I bought this book back in 2018 during my crazy bookshop crawl. Looking at the list now, I’m pretty much done reading half of the books I bought then. Definitely not running out of reading matter anytime soon!
Witold Rybczynski is an architect and a professor, but he is mostly known for his writings on architecture. He published profusely and often aiming at the non-professional audience. Which is fantastic, since he’s doing a very good job of explaining urbanistic and architecture problems in a casual but also interesting way. He makes us look closer at the buildings around us. Scrutinize them more And be more present in our cities, with the knowledge or at least a basic understanding of why they are the way they are.
This book is a collection of essays published by Rybczynski over the years. He handpicked them and, as they were written over the years, at the end of each one provided a note that adds contemporary context to them. It also makes them more personal.
With flair, Rybczynski moves between topics. Starting with the mundane architecture around us, things we often miss. For example, who thinks of a food court as an architecture? Or even a shopping mall.

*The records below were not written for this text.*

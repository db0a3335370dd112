//! Exercise queries and log filtering

use crate::StorageError;
use chrono::{DateTime, Utc};
use sqlx::{QueryBuilder, Sqlite, SqlitePool};
use stride_core::types::{CreateExercise, Exercise, ExerciseDate, ExerciseId, LogQuery, UserId};

type Result<T> = std::result::Result<T, StorageError>;

#[derive(sqlx::FromRow)]
struct ExerciseRow {
    id: ExerciseId,
    user_id: UserId,
    description: String,
    duration: i64,
    date: String,
    created_at: i64,
}

impl TryFrom<ExerciseRow> for Exercise {
    type Error = StorageError;

    fn try_from(row: ExerciseRow) -> Result<Self> {
        let date = ExerciseDate::from_iso_str(&row.date)
            .map_err(|e| StorageError::CorruptRow(format!("exercise {}: {}", row.id, e)))?;
        let created_at = DateTime::<Utc>::from_timestamp_millis(row.created_at).ok_or_else(|| {
            StorageError::CorruptRow(format!(
                "exercise {} has invalid created_at {}",
                row.id, row.created_at
            ))
        })?;

        Ok(Exercise {
            id: row.id,
            user_id: row.user_id,
            description: row.description,
            duration: row.duration,
            date,
            created_at,
        })
    }
}

/// Insert a new exercise entry
///
/// Does not check that `user_id` exists; the caller resolves the user.
pub async fn create(pool: &SqlitePool, exercise: CreateExercise) -> Result<Exercise> {
    let exercise = exercise.into_exercise();

    sqlx::query(
        "INSERT INTO exercises (id, user_id, description, duration, date, created_at)
         VALUES (?, ?, ?, ?, ?, ?)",
    )
    .bind(&exercise.id)
    .bind(&exercise.user_id)
    .bind(&exercise.description)
    .bind(exercise.duration)
    .bind(exercise.date.to_iso_string())
    .bind(exercise.created_at.timestamp_millis())
    .execute(pool)
    .await?;

    Ok(exercise)
}

/// Get a user's exercises matching `query`
///
/// Ordered by date, then creation time, then insertion order.
pub async fn get_for_user(
    pool: &SqlitePool,
    user_id: &UserId,
    query: &LogQuery,
) -> Result<Vec<Exercise>> {
    let mut builder = log_filter(user_id, query);
    let rows: Vec<ExerciseRow> = builder.build_query_as().fetch_all(pool).await?;

    rows.into_iter().map(Exercise::try_from).collect()
}

/// Build the log SELECT.
///
/// Dates are stored as `YYYY-MM-DD` with four-digit years, so text comparison
/// is calendar order and both bounds can be inclusive. Rows inserted within the
/// same millisecond fall back to `rowid`, which only grows.
fn log_filter<'a>(user_id: &'a UserId, query: &LogQuery) -> QueryBuilder<'a, Sqlite> {
    let mut builder = QueryBuilder::new(
        "SELECT id, user_id, description, duration, date, created_at FROM exercises WHERE user_id = ",
    );
    builder.push_bind(user_id);

    if let Some(from) = query.from {
        builder.push(" AND date >= ").push_bind(from.to_iso_string());
    }
    if let Some(to) = query.to {
        builder.push(" AND date <= ").push_bind(to.to_iso_string());
    }

    builder.push(" ORDER BY date ASC, created_at ASC, rowid ASC LIMIT ");
    builder.push_bind(i64::from(query.limit));

    builder
}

He moves on to ideal homes and cities, the dream that never leaves an architect, but also one that sometimes haunts us when it becomes a reality. Another topic Rybczynski tackles is closer to urbanism than architecture. How have our cities developed, what about downtown? Did we ever even consider planned cities downsizing or will we be forever stuck in overgrown sprawl or cities which infrastructure cannot meet the needs of people living in them?
He then considers Central Park, several times. Starting from literally taking us through it all the way to why it was such a visionary concept and how it is still the lungs of the city. Since we are at landmarks why not move to the ‘Bilbao effect’ and its dire consequences. Not that Rybczynski has anything against Bilbao’s Guggenheim (it is hard to have something against it once you’ve seen it live). But why has this amazing building resulted in a wave of monstrosities? Do architects really work best when given free rein? Or are the result better with a demanding and enlightened patron fully aware of the need the building is supposed to fulfill? Why is Arup the construction designing company behind many of the most famous buildings (effectively making them happen)?

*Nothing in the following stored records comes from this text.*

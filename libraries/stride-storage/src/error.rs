/// Storage-specific errors
use thiserror::Error;

/// Storage error types
#[derive(Error, Debug)]
pub enum StorageError {
    /// Migration error
    #[error("Migration error: {0}")]
    Migration(#[from] sqlx::migrate::MigrateError),

    /// Row could not be mapped back to a domain type
    #[error("Corrupt row: {0}")]
    CorruptRow(String),

    /// Database error from `SQLx`
    #[error(transparent)]
    Database(#[from] sqlx::Error),
}

impl From<StorageError> for stride_core::CoreError {
    fn from(err: StorageError) -> Self {
        match err {
            StorageError::Database(e) => stride_core::CoreError::Database(e.to_string()),
            other => stride_core::CoreError::storage(other.to_string()),
        }
    }
}
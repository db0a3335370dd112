//! Stride Core
//!
//! Storage-agnostic domain types, the store trait, and error handling for
//! the Stride exercise tracker.
//!
//! # Architecture
//!
//! The core crate defines:
//! - **Domain Types**: `User`, `Exercise`, `ExerciseDate`, `LogQuery`
//! - **Core Traits**: `TrackerStore`
//! - **Error Handling**: Unified `CoreError` and `Result` types
//!
//! # Example
//!
//! ```rust
//! use stride_core::types::{ExerciseDate, LogQuery};
//!
//! let date = ExerciseDate::parse("2023-01-15").unwrap();
//! assert_eq!(date.to_string(), "Sun Jan 15 2023");
//!
//! let query = LogQuery::parse(Some("2023-01-01"), None, Some("10")).unwrap();
//! assert_eq!(query.limit, 10);
//! ```

#![forbid(unsafe_code)]

pub mod error;
pub mod storage;
pub mod types;

// Re-export commonly used types
pub use error::{CoreError, Result};
pub use storage::TrackerStore;

pub use types::{
    CreateExercise, Exercise, ExerciseDate, ExerciseId, ExerciseLog, LogEntry, LogQuery, User,
    UserId,
};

Where did Bauhaus go wrong? What happens when buildings try too hard? How deep is Palladio’s influence today? What makes a good public building? In his essays, Rybczynski considers those questions and more. And like a cherry on the cake in the last group of essays he shares his thoughts on selected architects including Andrea Palladio, Le Corbusier, Frank Lloyd Wright, Arup (the man and the company) and I.M. Pei.
As you can see Rybczynski’s scope reaches far and wide. He does not lose with it the personal touch, actually, he makes sure that every essay is grounded in a personal story or at least a very personal opinion or observations. He does not try to be objective, it’s not the point here. And I think that he teaches us an important lesson: we have to have an opinion about architecture. We have to take it personally, for it is all around us. If you don’t like a painting you can leave the gallery and probably never see it again, unless it happens to be one of a handful used in commercials. But try to avoid Walkie Talkie when you are in London (technically you could move out, but it seems a bit extreme even for me to leave the city because of a horrendous building).

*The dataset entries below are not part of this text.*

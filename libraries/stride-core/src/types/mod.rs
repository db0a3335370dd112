//! Domain types for Stride

mod date;
mod exercise;
mod ids;
mod log;
mod user;

pub use date::ExerciseDate;
pub use exercise::{CreateExercise, Exercise};
pub use ids::{ExerciseId, UserId};
pub use log::{ExerciseLog, LogEntry, LogQuery};
pub use user::User;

As with all essay collections it is probably better to read it in pieces than in one go (which is what I always try to do). Just put it in your bathroom, or next to your bed and read one at a time. You’ll have more fun that way. And then go on your balcony, or look through your window and think about the buildings around you, how do they make you feel? Why are they the way they are? What was at play here? Just the money or some more thought? A higher function?
The architecture was always my favorite of arts, exactly because of the limitations the function introduces. Visual arts managed to escape those for the most part, but the architecture will always be bound by its function. And it’s not a bad thing. It’s a challenge that makes architects creative.